■ EXERCISE REQUIREMENTS: Return exactly and only these lines: the first of the listing through the one containing "Top-Level Service Config".

*** ENTRIES PROVIDED

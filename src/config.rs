//! Service configuration
//!
//! A [`ServiceConfig`] is passed explicitly to the client; nothing is read
//! from process-wide defaults. It can be written by hand, loaded from YAML,
//! or read from `<SERVICE_NAME>_*` environment variables.

use crate::auth::{AuthConfig, Location, DEFAULT_IAM_TOKEN_URL};
use crate::error::{Error, Result};
use crate::http::{HttpClientConfig, RateLimiterConfig};
use crate::types::{BackoffType, NonEmpty};
use serde::{Deserialize, Serialize};
use std::collections::HashMap;
use std::path::Path;
use std::time::Duration;

/// Default service name, also the prefix for environment variables
pub const DEFAULT_SERVICE_NAME: &str = "project";

/// Default endpoint of the Projects API
pub const DEFAULT_SERVICE_URL: &str = "https://projects.api.cloud.ibm.com";

// ============================================================================
// Top-Level Service Config
// ============================================================================

/// Everything needed to build a `ProjectsClient`
#[derive(Debug, Clone, PartialEq, Serialize, Deserialize)]
#[serde(default)]
pub struct ServiceConfig {
    /// Name used for logging and environment variable lookup
    pub service_name: String,

    /// Base URL for API requests
    pub service_url: String,

    /// Authentication configuration
    pub auth: AuthConfigDef,

    /// HTTP client configuration
    pub http: HttpSettings,
}

impl Default for ServiceConfig {
    fn default() -> Self {
        Self {
            service_name: DEFAULT_SERVICE_NAME.to_string(),
            service_url: DEFAULT_SERVICE_URL.to_string(),
            auth: AuthConfigDef::default(),
            http: HttpSettings::default(),
        }
    }
}

impl ServiceConfig {
    /// Config for `service_url` with the given auth
    pub fn new(service_url: impl Into<String>, auth: AuthConfigDef) -> Self {
        Self {
            service_url: service_url.into(),
            auth,
            ..Default::default()
        }
    }

    /// Parse a YAML document
    pub fn from_yaml_str(yaml: &str) -> Result<Self> {
        let config: Self = serde_yaml::from_str(yaml)?;
        config.validate()?;
        Ok(config)
    }

    /// Load a YAML file
    pub fn from_file(path: impl AsRef<Path>) -> Result<Self> {
        let path = path.as_ref();
        let contents = std::fs::read_to_string(path).map_err(|e| {
            if e.kind() == std::io::ErrorKind::NotFound {
                Error::FileNotFound {
                    path: path.display().to_string(),
                }
            } else {
                Error::Io(e)
            }
        })?;
        Self::from_yaml_str(&contents)
    }

    /// Read `<SERVICE_NAME>_*` variables from the process environment
    pub fn from_env(service_name: &str) -> Result<Self> {
        Self::from_env_lookup(service_name, |key| std::env::var(key).ok())
    }

    /// Build a config from `<SERVICE_NAME>_*` variables supplied by `lookup`.
    ///
    /// Recognised suffixes: `URL`, `AUTH_TYPE`, `APIKEY`, `AUTH_URL`,
    /// `CLIENT_ID`, `CLIENT_SECRET`, `BEARER_TOKEN`, `USERNAME`, `PASSWORD`.
    /// Without `AUTH_TYPE`, an `APIKEY` selects IAM and anything else means
    /// no auth.
    pub fn from_env_lookup<F>(service_name: &str, lookup: F) -> Result<Self>
    where
        F: Fn(&str) -> Option<String>,
    {
        let prefix = service_name.to_uppercase().replace('-', "_");
        let var = |suffix: &str| lookup(&format!("{prefix}_{suffix}")).non_empty();
        let required = |suffix: &str| {
            var(suffix).ok_or_else(|| Error::missing_field(format!("{prefix}_{suffix}")))
        };

        let auth_type = var("AUTH_TYPE")
            .map(|t| t.to_lowercase())
            .or_else(|| var("APIKEY").map(|_| "iam".to_string()));

        let auth = match auth_type.as_deref() {
            None | Some("noauth" | "none") => AuthConfigDef::None,
            Some("iam") => AuthConfigDef::Iam {
                apikey: required("APIKEY")?,
                url: var("AUTH_URL"),
                client_id: var("CLIENT_ID"),
                client_secret: var("CLIENT_SECRET"),
            },
            Some("bearertoken" | "bearer") => AuthConfigDef::Bearer {
                token: required("BEARER_TOKEN")?,
            },
            Some("basic") => AuthConfigDef::Basic {
                username: required("USERNAME")?,
                password: required("PASSWORD")?,
            },
            Some(other) => {
                return Err(Error::InvalidConfigValue {
                    field: format!("{prefix}_AUTH_TYPE"),
                    message: format!("unsupported auth type '{other}'"),
                })
            }
        };

        let config = Self {
            service_name: service_name.to_string(),
            service_url: var("URL").unwrap_or_else(|| DEFAULT_SERVICE_URL.to_string()),
            auth,
            http: HttpSettings::default(),
        };
        config.validate()?;
        Ok(config)
    }

    /// Check the config for values the client cannot work with
    pub fn validate(&self) -> Result<()> {
        if self.service_url.is_empty() {
            return Err(Error::missing_field("service_url"));
        }
        let url = url::Url::parse(&self.service_url)?;
        if !matches!(url.scheme(), "http" | "https") {
            return Err(Error::InvalidConfigValue {
                field: "service_url".to_string(),
                message: format!("unsupported scheme '{}'", url.scheme()),
            });
        }
        if self.http.timeout_secs == 0 {
            return Err(Error::InvalidConfigValue {
                field: "http.timeout_secs".to_string(),
                message: "must be greater than zero".to_string(),
            });
        }
        self.auth.validate()
    }

    /// Runtime HTTP client settings
    pub fn http_client_config(&self) -> HttpClientConfig {
        self.http.to_client_config(&self.service_url)
    }
}

// ============================================================================
// Auth Config
// ============================================================================

/// Serializable auth settings, resolved into [`AuthConfig`]
#[derive(Debug, Clone, PartialEq, Eq, Default, Serialize, Deserialize)]
#[serde(tag = "type", rename_all = "snake_case")]
pub enum AuthConfigDef {
    /// No authentication
    #[default]
    None,

    /// IAM API key exchange
    Iam {
        apikey: String,
        /// Token endpoint; `/identity/token` is appended to bare hosts
        #[serde(default)]
        url: Option<String>,
        #[serde(default)]
        client_id: Option<String>,
        #[serde(default)]
        client_secret: Option<String>,
    },

    /// Static bearer token
    Bearer { token: String },

    /// HTTP basic auth
    Basic { username: String, password: String },

    /// API key in a header or query parameter
    ApiKey {
        value: String,
        #[serde(default)]
        location: Location,
        #[serde(default)]
        header_name: Option<String>,
        #[serde(default)]
        query_param: Option<String>,
        #[serde(default)]
        prefix: Option<String>,
    },

    /// Fixed headers on every request
    CustomHeaders { headers: HashMap<String, String> },
}

impl AuthConfigDef {
    fn validate(&self) -> Result<()> {
        let empty = match self {
            AuthConfigDef::Iam { apikey, .. } => apikey.is_empty().then_some("auth.apikey"),
            AuthConfigDef::Bearer { token } => token.is_empty().then_some("auth.token"),
            AuthConfigDef::Basic { username, .. } => {
                username.is_empty().then_some("auth.username")
            }
            AuthConfigDef::ApiKey { value, .. } => value.is_empty().then_some("auth.value"),
            AuthConfigDef::None | AuthConfigDef::CustomHeaders { .. } => None,
        };
        match empty {
            Some(field) => Err(Error::missing_field(field)),
            None => Ok(()),
        }
    }

    /// Resolve into the runtime auth configuration
    pub fn resolve(&self) -> AuthConfig {
        match self {
            AuthConfigDef::None => AuthConfig::None,
            AuthConfigDef::Iam {
                apikey,
                url,
                client_id,
                client_secret,
            } => AuthConfig::Iam {
                apikey: apikey.clone(),
                token_url: url
                    .as_deref()
                    .map_or_else(|| DEFAULT_IAM_TOKEN_URL.to_string(), iam_token_url),
                client_id: client_id.clone(),
                client_secret: client_secret.clone(),
            },
            AuthConfigDef::Bearer { token } => AuthConfig::Bearer {
                token: token.clone(),
            },
            AuthConfigDef::Basic { username, password } => AuthConfig::Basic {
                username: username.clone(),
                password: password.clone(),
            },
            AuthConfigDef::ApiKey {
                value,
                location,
                header_name,
                query_param,
                prefix,
            } => AuthConfig::ApiKey {
                location: *location,
                header_name: header_name.clone(),
                query_param: query_param.clone(),
                prefix: prefix.clone(),
                value: value.clone(),
            },
            AuthConfigDef::CustomHeaders { headers } => AuthConfig::CustomHeaders {
                headers: headers.clone(),
            },
        }
    }
}

/// Token endpoint for an IAM base URL
fn iam_token_url(url: &str) -> String {
    const TOKEN_PATH: &str = "/identity/token";
    let url = url.trim_end_matches('/');
    if url.ends_with(TOKEN_PATH) {
        url.to_string()
    } else {
        format!("{url}{TOKEN_PATH}")
    }
}

// ============================================================================
// HTTP Config
// ============================================================================

/// HTTP client settings
#[derive(Debug, Clone, PartialEq, Eq, Serialize, Deserialize)]
#[serde(default)]
pub struct HttpSettings {
    /// Request timeout in seconds
    pub timeout_secs: u64,
    /// Maximum retries for retryable failures
    pub max_retries: u32,
    /// Backoff strategy between retries
    pub backoff: BackoffType,
    /// First backoff delay in milliseconds
    pub initial_backoff_ms: u64,
    /// Largest backoff delay in milliseconds
    pub max_backoff_ms: u64,
    /// Optional client-side rate limit
    pub rate_limit: Option<RateLimiterConfig>,
    /// Headers sent with every request
    pub headers: HashMap<String, String>,
    /// Override the user agent
    pub user_agent: Option<String>,
}

impl Default for HttpSettings {
    fn default() -> Self {
        Self {
            timeout_secs: 30,
            max_retries: 3,
            backoff: BackoffType::Exponential,
            initial_backoff_ms: 100,
            max_backoff_ms: 30_000,
            rate_limit: None,
            headers: HashMap::new(),
            user_agent: None,
        }
    }
}

impl HttpSettings {
    fn to_client_config(&self, base_url: &str) -> HttpClientConfig {
        let mut builder = HttpClientConfig::builder()
            .base_url(base_url)
            .timeout(Duration::from_secs(self.timeout_secs))
            .max_retries(self.max_retries)
            .backoff(
                self.backoff,
                Duration::from_millis(self.initial_backoff_ms),
                Duration::from_millis(self.max_backoff_ms),
            );

        if let Some(ref limit) = self.rate_limit {
            builder = builder.rate_limit(limit.clone());
        }
        for (key, value) in &self.headers {
            builder = builder.header(key.as_str(), value.as_str());
        }
        if let Some(ref agent) = self.user_agent {
            builder = builder.user_agent(agent.as_str());
        }
        builder.build()
    }
}
//! Project environments

use super::common::{next_cursor, Authorizations, PaginationLink, ProjectReference};
use crate::pagination::{Page, PagedCollection};
use crate::types::JsonObject;
use chrono::{DateTime, Utc};
use serde::{Deserialize, Serialize};

/// Editable properties of an environment
#[derive(Debug, Clone, PartialEq, Default, Serialize, Deserialize)]
pub struct EnvironmentDefinition {
    pub name: String,
    #[serde(default, skip_serializing_if = "Option::is_none")]
    pub description: Option<String>,
    #[serde(default, skip_serializing_if = "Option::is_none")]
    pub authorizations: Option<Authorizations>,
    /// Input values shared by every config deployed to the environment
    #[serde(default, skip_serializing_if = "Option::is_none")]
    pub inputs: Option<JsonObject>,
}

impl EnvironmentDefinition {
    /// Definition with just a name
    pub fn named(name: impl Into<String>) -> Self {
        Self {
            name: name.into(),
            ..Default::default()
        }
    }
}

/// Partial update of an environment definition
#[derive(Debug, Clone, PartialEq, Default, Serialize, Deserialize)]
pub struct EnvironmentPatchDefinition {
    #[serde(default, skip_serializing_if = "Option::is_none")]
    pub name: Option<String>,
    #[serde(default, skip_serializing_if = "Option::is_none")]
    pub description: Option<String>,
    #[serde(default, skip_serializing_if = "Option::is_none")]
    pub authorizations: Option<Authorizations>,
    #[serde(default, skip_serializing_if = "Option::is_none")]
    pub inputs: Option<JsonObject>,
}

/// Body of a create-environment request
#[derive(Debug, Clone, PartialEq, Default, Serialize, Deserialize)]
pub struct EnvironmentPrototype {
    pub definition: EnvironmentDefinition,
}

/// A project environment
#[derive(Debug, Clone, PartialEq, Serialize, Deserialize)]
pub struct Environment {
    pub id: String,
    #[serde(default, skip_serializing_if = "Option::is_none")]
    pub project: Option<ProjectReference>,
    #[serde(default, skip_serializing_if = "Option::is_none")]
    pub created_at: Option<DateTime<Utc>>,
    #[serde(default, skip_serializing_if = "Option::is_none")]
    pub modified_at: Option<DateTime<Utc>>,
    #[serde(default, skip_serializing_if = "Option::is_none")]
    pub target_account: Option<String>,
    #[serde(default, skip_serializing_if = "Option::is_none")]
    pub href: Option<String>,
    pub definition: EnvironmentDefinition,
}

/// One page of environments
#[derive(Debug, Clone, PartialEq, Default, Serialize, Deserialize)]
pub struct EnvironmentCollection {
    #[serde(default, skip_serializing_if = "Option::is_none")]
    pub limit: Option<i64>,
    #[serde(default, skip_serializing_if = "Option::is_none")]
    pub first: Option<PaginationLink>,
    #[serde(default, skip_serializing_if = "Option::is_none")]
    pub next: Option<PaginationLink>,
    #[serde(default)]
    pub environments: Vec<Environment>,
}

impl PagedCollection for EnvironmentCollection {
    type Item = Environment;

    fn into_page(self) -> Page<Environment> {
        Page {
            next: next_cursor(self.next.as_ref()),
            items: self.environments,
        }
    }
}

******

■ EXPECTED OUTPUT:
filename src/config.rs
//! Service configuration
//!
//! A [`ServiceConfig`] is passed explicitly to the client; nothing is read
//! from process-wide defaults. It can be written by hand, loaded from YAML,
//! or read from `<SERVICE_NAME>_*` environment variables.

use crate::auth::{AuthConfig, Location, DEFAULT_IAM_TOKEN_URL};
use crate::error::{Error, Result};
use crate::http::{HttpClientConfig, RateLimiterConfig};
use crate::types::{BackoffType, NonEmpty};
use serde::{Deserialize, Serialize};
use std::collections::HashMap;
use std::path::Path;
use std::time::Duration;

/// Default service name, also the prefix for environment variables
pub const DEFAULT_SERVICE_NAME: &str = "project";

/// Default endpoint of the Projects API
pub const DEFAULT_SERVICE_URL: &str = "https://projects.api.cloud.ibm.com";

// ============================================================================
// Top-Level Service Config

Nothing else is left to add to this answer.